# Material for the task
/// The trunk of a sub-block: everything the timelords and the reward chain
/// commit to. Deterministic across foliage variants once unfinished fields
/// are stripped (see [`RewardChainSubBlock::get_unfinished`]).
#[derive(Clone, PartialEq, Eq, Debug, Serialize, Deserialize)]
pub struct RewardChainSubBlock {
	/// Cumulative chain weight including this sub-block.
	pub weight: u128,
	/// Height of this sub-block.
	pub sub_block_height: u32,
	/// Cumulative VDF iterations at the infusion point.
	pub total_iters: u128,
	/// Index of the signage point within its sub-slot.
	pub signage_point_index: u8,
	/// Challenge chain challenge the proof of space answers.
	pub pos_ss_cc_challenge_hash: Hash,
	/// The proof of space.
	pub proof_of_space: ProofOfSpace,
	/// Challenge chain signage point VDF, absent at index 0.
	pub challenge_chain_sp_vdf: Option<VdfInfo>,
	/// Plot key signature over the challenge chain signage point.
	pub challenge_chain_sp_signature: Vec<u8>,
	/// Challenge chain infusion point VDF.
	pub challenge_chain_ip_vdf: VdfInfo,
	/// Reward chain signage point VDF, absent at index 0.
	pub reward_chain_sp_vdf: Option<VdfInfo>,
	/// Plot key signature over the reward chain signage point.
	pub reward_chain_sp_signature: Vec<u8>,
	/// Reward chain infusion point VDF.
	pub reward_chain_ip_vdf: VdfInfo,
	/// Infused challenge chain infusion point VDF, if one is running.
	pub infused_challenge_chain_ip_vdf: Option<VdfInfo>,
	/// True if this sub-block is also a transaction block.
	pub is_block: bool,
}

impl Hashed for RewardChainSubBlock {
	fn bytes(&self) -> Vec<u8> {
		let mut data = vec![];
		data.write_u128::<BigEndian>(self.weight).unwrap();
		data.write_u32::<BigEndian>(self.sub_block_height).unwrap();
		data.write_u128::<BigEndian>(self.total_iters).unwrap();
		data.push(self.signage_point_index);
		data.extend_from_slice(self.pos_ss_cc_challenge_hash.to_slice());
		data.extend_from_slice(&self.proof_of_space.bytes());
		if let Some(ref vdf) = self.challenge_chain_sp_vdf {
			data.extend_from_slice(&vdf.bytes());
		}
		data.extend_from_slice(&self.challenge_chain_ip_vdf.bytes());
		if let Some(ref vdf) = self.reward_chain_sp_vdf {
			data.extend_from_slice(&vdf.bytes());
		}
		data.extend_from_slice(&self.reward_chain_ip_vdf.bytes());
		if let Some(ref vdf) = self.infused_challenge_chain_ip_vdf {
			data.extend_from_slice(&vdf.bytes());
		}
		data.push(self.is_block as u8);
		data
	}
}

impl RewardChainSubBlock {
	/// Strip the infusion-point fields, yielding the deterministic trunk that
	/// identifies every foliage variant of the same unfinished block.
	pub fn get_unfinished(&self) -> RewardChainSubBlockUnfinished {
		RewardChainSubBlockUnfinished {
			total_iters: self.total_iters,
			signage_point_index: self.signage_point_index,
			pos_ss_cc_challenge_hash: self.pos_ss_cc_challenge_hash,
			proof_of_space: self.proof_of_space.clone(),
			challenge_chain_sp_vdf: self.challenge_chain_sp_vdf.clone(),
			challenge_chain_sp_signature: self.challenge_chain_sp_signature.clone(),
			reward_chain_sp_vdf: self.reward_chain_sp_vdf.clone(),
			reward_chain_sp_signature: self.reward_chain_sp_signature.clone(),
		}
	}
}

/// The trunk of an unfinished sub-block, before any infusion point exists.
/// Its hash is the trunk hash.
#[derive(Clone, PartialEq, Eq, Debug, Serialize, Deserialize)]
pub struct RewardChainSubBlockUnfinished {
	/// Cumulative VDF iterations at the signage point.
	pub total_iters: u128,
	/// Index of the signage point within its sub-slot.
	pub signage_point_index: u8,
	/// Challenge chain challenge the proof of space answers.
	pub pos_ss_cc_challenge_hash: Hash,
	/// The proof of space.
	pub proof_of_space: ProofOfSpace,
	/// Challenge chain signage point VDF, absent at index 0.
	pub challenge_chain_sp_vdf: Option<VdfInfo>,
	/// Plot key signature over the challenge chain signage point.
	pub challenge_chain_sp_signature: Vec<u8>,
	/// Reward chain signage point VDF, absent at index 0.
	pub reward_chain_sp_vdf: Option<VdfInfo>,
	/// Plot key signature over the reward chain signage point.
	pub reward_chain_sp_signature: Vec<u8>,
}

impl Hashed for RewardChainSubBlockUnfinished {
	fn bytes(&self) -> Vec<u8> {
		let mut data = vec![];
		data.write_u128::<BigEndian>(self.total_iters).unwrap();
		data.push(self.signage_point_index);
		data.extend_from_slice(self.pos_ss_cc_challenge_hash.to_slice());
		data.extend_from_slice(&self.proof_of_space.bytes());
		if let Some(ref vdf) = self.challenge_chain_sp_vdf {
			data.extend_from_slice(&vdf.bytes());
		}
		data.extend_from_slice(&self.challenge_chain_sp_signature);
		if let Some(ref vdf) = self.reward_chain_sp_vdf {
			data.extend_from_slice(&vdf.bytes());
		}
		data.extend_from_slice(&self.reward_chain_sp_signature);
		data
	}
}

/// A checkpoint inserted at sub-epoch boundaries, carrying the next epoch's
/// difficulty and sub-slot iterations when the boundary is also an epoch
/// boundary.
#[derive(Clone, PartialEq, Eq, Debug, Serialize, Deserialize)]
pub struct SubEpochSummary {
	/// Hash of the previous sub-epoch summary.
	pub prev_subepoch_summary_hash: Hash,
	/// Reward chain hash at the boundary.
	pub reward_chain_hash: Hash,
	/// Number of overflow sub-blocks in the finished sub-epoch.
	pub num_sub_blocks_overflow: u8,
	/// Difficulty for the next epoch, only at an epoch boundary.
	pub new_difficulty: Option<u64>,
	/// Sub-slot iterations for the next epoch, only at an epoch boundary.
	pub new_sub_slot_iters: Option<u64>,
}

impl Hashed for SubEpochSummary {
	fn bytes(&self) -> Vec<u8> {
		let mut data = self.prev_subepoch_summary_hash.to_vec();
		data.extend_from_slice(self.reward_chain_hash.to_slice());
		data.push(self.num_sub_blocks_overflow);
		if let Some(d) = self.new_difficulty {
			data.write_u64::<BigEndian>(d).unwrap();
		}
		if let Some(i) = self.new_sub_slot_iters {
			data.write_u64::<BigEndian>(i).unwrap();
		}
		data
	}
}

/// A complete sub-block as exchanged between full nodes.
#[derive(Clone, PartialEq, Eq, Debug, Serialize, Deserialize)]
pub struct FullBlock {
	/// Finished sub-slots since the previous sub-block, oldest first.
	pub finished_sub_slots: Vec<EndOfSubSlotBundle>,
	/// The trunk.
	pub reward_chain_sub_block: RewardChainSubBlock,
	/// Proof of the challenge chain signage point VDF.
	pub challenge_chain_sp_proof: Option<VdfProof>,
	/// Proof of the challenge chain infusion point VDF.
	pub challenge_chain_ip_proof: VdfProof,
	/// Proof of the reward chain signage point VDF.
	pub reward_chain_sp_proof: Option<VdfProof>,
	/// Proof of the reward chain infusion point VDF.
	pub reward_chain_ip_proof: VdfProof,
	/// Proof of the infused challenge chain VDF.
	pub infused_challenge_chain_ip_proof: Option<VdfProof>,
	/// The foliage.
	pub foliage_sub_block: FoliageSubBlock,
	/// Transaction-block foliage, on transaction blocks only.
	pub foliage_block: Option<FoliageBlock>,
	/// The transactions generator, on transaction blocks only.
	pub transactions_generator: Option<SerializedProgram>,
}
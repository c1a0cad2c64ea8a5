// Copyright 2023 The Arbor Developers
//
// Licensed under the Apache License, Version 2.0 (the "License");
// you may not use this file except in compliance with the License.
// You may obtain a copy of the License at
//
//     http://www.apache.org/licenses/LICENSE-2.0
//
// Unless required by applicable law or agreed to in writing, software
// distributed under the License is distributed on an "AS IS" BASIS,
// WITHOUT WARRANTIES OR CONDITIONS OF ANY KIND, either express or implied.
// See the License for the specific language governing permissions and
// limitations under the License.

mod common;

use std::sync::Arc;

use arbor_chain::{ErrorKind, ReceiveBlockResult};
use arbor_core::consensus::ConsensusConstants;
use arbor_core::core::Hash;

use self::common::{grow_chain, init_chain, make_block, push_block, BlockOpts};

#[test]
fn genesis_is_first_peak() {
	let constants = Arc::new(ConsensusConstants::testing());
	let chain = init_chain(constants.clone());
	assert!(chain.get_peak().is_none());

	let genesis = make_block(&constants, &chain, None, BlockOpts::default());
	let (result, err, fork) = push_block(&constants, &chain, &genesis);
	assert_eq!(result, ReceiveBlockResult::NewPeak, "{:?}", err);
	assert_eq!(fork, Some(0));

	let peak = chain.get_peak().unwrap();
	assert_eq!(peak.sub_block_height, 0);
	assert!(peak.first_in_sub_slot);
	assert_eq!(peak.weight, constants.difficulty_starting as u128);
}

#[test]
fn check_known() {
	let constants = Arc::new(ConsensusConstants::testing());
	let chain = init_chain(constants.clone());
	grow_chain(&constants, &chain, 3);

	let peak_before = chain.get_peak().unwrap();
	let latest = chain.get_full_peak().unwrap().unwrap();

	// attempt to reprocess the latest block
	let (result, err, fork) = push_block(&constants, &chain, &latest);
	assert_eq!(result, ReceiveBlockResult::AlreadyHaveBlock);
	assert!(err.is_none());
	assert!(fork.is_none());

	// no side effects fired
	assert_eq!(chain.get_peak().unwrap(), peak_before);
}

#[test]
fn disconnected_block_is_reported() {
	let constants = Arc::new(ConsensusConstants::testing());
	let chain = init_chain(constants.clone());
	grow_chain(&constants, &chain, 2);

	// a block whose parent record we never saw
	let stranger = init_chain(constants.clone());
	grow_chain(&constants, &stranger, 5);
	let orphan_parent = stranger.get_peak().unwrap();
	let block = make_block(&constants, &stranger, Some(&orphan_parent), BlockOpts::default());

	let (result, err, _) = push_block(&constants, &chain, &block);
	assert_eq!(result, ReceiveBlockResult::DisconnectedBlock);
	assert_eq!(err, Some(ErrorKind::InvalidPrevBlockHash));
}

#[test]
fn invalid_proof_of_space_is_rejected() {
	let constants = Arc::new(ConsensusConstants::testing());
	let chain = init_chain(constants.clone());
	grow_chain(&constants, &chain, 1);

	let prev = chain.get_peak().unwrap();
	let mut block = make_block(&constants, &chain, Some(&prev), BlockOpts::default());
	// a proof too short for any quality lookup
	block.reward_chain_sub_block.proof_of_space.proof = vec![1, 2];
	block.foliage_sub_block.reward_block_hash = {
		use arbor_core::core::Hashed;
		block.reward_chain_sub_block.hash()
	};

	let (result, err, _) = push_block(&constants, &chain, &block);
	assert_eq!(result, ReceiveBlockResult::InvalidBlock);
	assert_eq!(err, Some(ErrorKind::InvalidProofOfSpace));
}

#[test]
fn wrong_claimed_weight_is_rejected() {
	let constants = Arc::new(ConsensusConstants::testing());
	let chain = init_chain(constants.clone());
	grow_chain(&constants, &chain, 1);

	let prev = chain.get_peak().unwrap();
	let mut block = make_block(&constants, &chain, Some(&prev), BlockOpts::default());
	block.reward_chain_sub_block.weight += 1;
	block.foliage_sub_block.reward_block_hash = {
		use arbor_core::core::Hashed;
		block.reward_chain_sub_block.hash()
	};

	let (result, err, _) = push_block(&constants, &chain, &block);
	assert_eq!(result, ReceiveBlockResult::InvalidBlock);
	assert_eq!(err, Some(ErrorKind::InvalidWeight));
}

#[test]
fn peak_weight_is_monotonic_and_heights_connect() {
	let constants = Arc::new(ConsensusConstants::testing());
	let chain = init_chain(constants.clone());

	let mut last_weight = 0u128;
	for _ in 0..20 {
		let prev = chain.get_peak();
		let block = make_block(&constants, &chain, prev.as_ref(), BlockOpts::default());
		let (result, _, _) = push_block(&constants, &chain, &block);
		assert_eq!(result, ReceiveBlockResult::NewPeak);

		let peak = chain.get_peak().unwrap();
		assert!(peak.weight > last_weight);
		last_weight = peak.weight;

		// every stored record connects to its parent
		if peak.sub_block_height > 0 {
			let parent = chain.try_sub_block(&peak.prev_hash).unwrap();
			assert_eq!(parent.sub_block_height + 1, peak.sub_block_height);
		} else {
			assert_eq!(peak.prev_hash, constants.genesis_prev_hash);
		}
	}
}

#[test]
fn fork_with_equal_weight_keeps_current_peak() {
	let constants = Arc::new(ConsensusConstants::testing());
	let chain = init_chain(constants.clone());
	grow_chain(&constants, &chain, 3);

	let peak = chain.get_peak().unwrap();
	let fork_parent = chain.try_sub_block(&peak.prev_hash).unwrap();

	// a sibling of the current peak: same height, same weight
	let sibling = make_block(
		&constants,
		&chain,
		Some(&fork_parent),
		BlockOpts {
			nonce: 42,
			..Default::default()
		},
	);
	let (result, err, _) = push_block(&constants, &chain, &sibling);
	assert_eq!(result, ReceiveBlockResult::AddedAsOrphan, "{:?}", err);
	assert_eq!(chain.get_peak().unwrap().header_hash, peak.header_hash);
}

#[test]
fn heavier_fork_reorganizes() {
	let constants = Arc::new(ConsensusConstants::testing());
	let chain = init_chain(constants.clone());
	grow_chain(&constants, &chain, 5);

	let old_peak = chain.get_peak().unwrap();
	assert_eq!(old_peak.sub_block_height, 4);

	// fork off at height 2 and build a heavier branch
	let fork_point = chain.try_sub_block(&chain.height_to_hash(2).unwrap()).unwrap();
	let mut prev = fork_point.clone();
	let mut last_fork = None;
	for i in 0..3 {
		let block = make_block(
			&constants,
			&chain,
			Some(&prev),
			BlockOpts {
				nonce: 100 + i,
				..Default::default()
			},
		);
		let (result, err, fork) = push_block(&constants, &chain, &block);
		prev = chain.try_sub_block(&block.header_hash()).unwrap();
		last_fork = fork;
		if i < 2 {
			assert_eq!(result, ReceiveBlockResult::AddedAsOrphan, "{:?}", err);
		} else {
			// third fork block outweighs the old 5-block chain
			assert_eq!(result, ReceiveBlockResult::NewPeak, "{:?}", err);
		}
	}

	assert_eq!(last_fork, Some(2));
	let new_peak = chain.get_peak().unwrap();
	assert_eq!(new_peak.sub_block_height, 5);
	assert!(new_peak.weight > old_peak.weight);

	// the canonical height index follows the new branch
	assert_eq!(chain.height_to_hash(5), Some(new_peak.header_hash));
	let at_three = chain.height_to_hash(3).unwrap();
	assert_ne!(Some(at_three), chain.height_to_hash(4));
	assert_ne!(at_three, old_peak.prev_hash);
}

#[test]
fn single_block_extension_reports_prev_height_as_fork() {
	let constants = Arc::new(ConsensusConstants::testing());
	let chain = init_chain(constants.clone());
	grow_chain(&constants, &chain, 4);

	let prev = chain.get_peak().unwrap();
	let block = make_block(&constants, &chain, Some(&prev), BlockOpts::default());
	let (result, _, fork) = push_block(&constants, &chain, &block);
	assert_eq!(result, ReceiveBlockResult::NewPeak);
	assert_eq!(fork, Some(prev.sub_block_height));
}

#[test]
fn clean_records_keeps_persisted_copies() {
	let constants = Arc::new(ConsensusConstants::testing());
	let chain = init_chain(constants.clone());
	grow_chain(&constants, &chain, 10);

	let early_hash = chain.height_to_hash(1).unwrap();
	chain.clean_sub_block_records_below(5);

	// still resolvable through the store fallback
	assert!(chain.contains_sub_block(&early_hash));
	let record = chain.try_sub_block(&early_hash).unwrap();
	assert_eq!(record.sub_block_height, 1);

	// and the peak never goes anywhere
	assert!(chain.get_peak().is_some());
}

#[test]
fn warmup_restores_evicted_records() {
	let constants = Arc::new(ConsensusConstants::testing());
	let chain = init_chain(constants.clone());
	grow_chain(&constants, &chain, 10);

	chain.clean_sub_block_records_below(9);
	let before = chain.cached_record_count();
	chain.warmup(0).unwrap();
	assert!(chain.cached_record_count() > before);
}

#[test]
fn epoch_boundary_includes_summary() {
	let constants = Arc::new(ConsensusConstants::testing());
	let chain = init_chain(constants.clone());
	// one past the first sub-epoch boundary of the testing constants
	grow_chain(&constants, &chain, constants.sub_epoch_sub_blocks + 2);

	let boundary_hash = chain
		.height_to_hash(constants.sub_epoch_sub_blocks)
		.unwrap();
	let record = chain.try_sub_block(&boundary_hash).unwrap();
	let ses = record.sub_epoch_summary_included.expect("summary expected");
	assert!(ses.new_difficulty.is_none(), "not an epoch boundary yet");

	let off_boundary = chain
		.try_sub_block(&chain.height_to_hash(constants.sub_epoch_sub_blocks - 1).unwrap())
		.unwrap();
	assert!(off_boundary.sub_epoch_summary_included.is_none());
}

#[test]
fn pre_validate_batch_runs_in_parallel_workers() {
	let constants = Arc::new(ConsensusConstants::testing());
	let chain = init_chain(constants.clone());

	// build a short chain worth of blocks without committing them
	let mut blocks = vec![];
	let mut prev: Option<arbor_core::core::SubBlockRecord> = None;
	let staging = init_chain(constants.clone());
	for _ in 0..4 {
		let block = make_block(&constants, &staging, prev.as_ref(), BlockOpts::default());
		let (result, _, _) = push_block(&constants, &staging, &block);
		assert_eq!(result, ReceiveBlockResult::NewPeak);
		prev = staging.get_peak();
		blocks.push(block);
	}

	let rt = tokio::runtime::Runtime::new().unwrap();
	let results = rt.block_on(chain.pre_validate_blocks(blocks)).unwrap();
	assert_eq!(results.len(), 4);
	for r in results {
		assert!(r.error.is_none());
		assert!(r.required_iters.is_some());
	}
}

#[test]
fn fork_point_hint_is_honored() {
	let constants = Arc::new(ConsensusConstants::testing());
	let chain = init_chain(constants.clone());
	grow_chain(&constants, &chain, 4);

	// build a sibling branch that overtakes, handing the fork hint in
	let fork_parent = chain
		.try_sub_block(&chain.height_to_hash(1).unwrap())
		.unwrap();
	let mut prev = fork_parent;
	let mut blocks = vec![];
	for i in 0..4 {
		let block = make_block(
			&constants,
			&chain,
			Some(&prev),
			BlockOpts {
				nonce: 500 + i,
				..Default::default()
			},
		);
		let pre = arbor_chain::pipe::pre_validate(&block, &constants, &common::test_verifiers());
		let (_, _, _) = chain.receive_block(&block, &pre, Some(1));
		prev = chain.try_sub_block(&block.header_hash()).unwrap();
		blocks.push(block);
	}
	let new_peak = chain.get_peak().unwrap();
	assert_eq!(new_peak.sub_block_height, 5);
	assert_eq!(new_peak.header_hash, prev.header_hash);
}

#[test]
fn genesis_marker_is_not_a_stored_record() {
	let constants = Arc::new(ConsensusConstants::testing());
	let chain = init_chain(constants.clone());
	grow_chain(&constants, &chain, 1);
	assert!(!chain.contains_sub_block(&Hash([0; 32])));
}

# What this task involves
Look through the records above and please copy every line in which the string "fields" occurs.

# Written answer
/// commit to. Deterministic across foliage variants once unfinished fields
	/// Strip the infusion-point fields, yielding the deterministic trunk that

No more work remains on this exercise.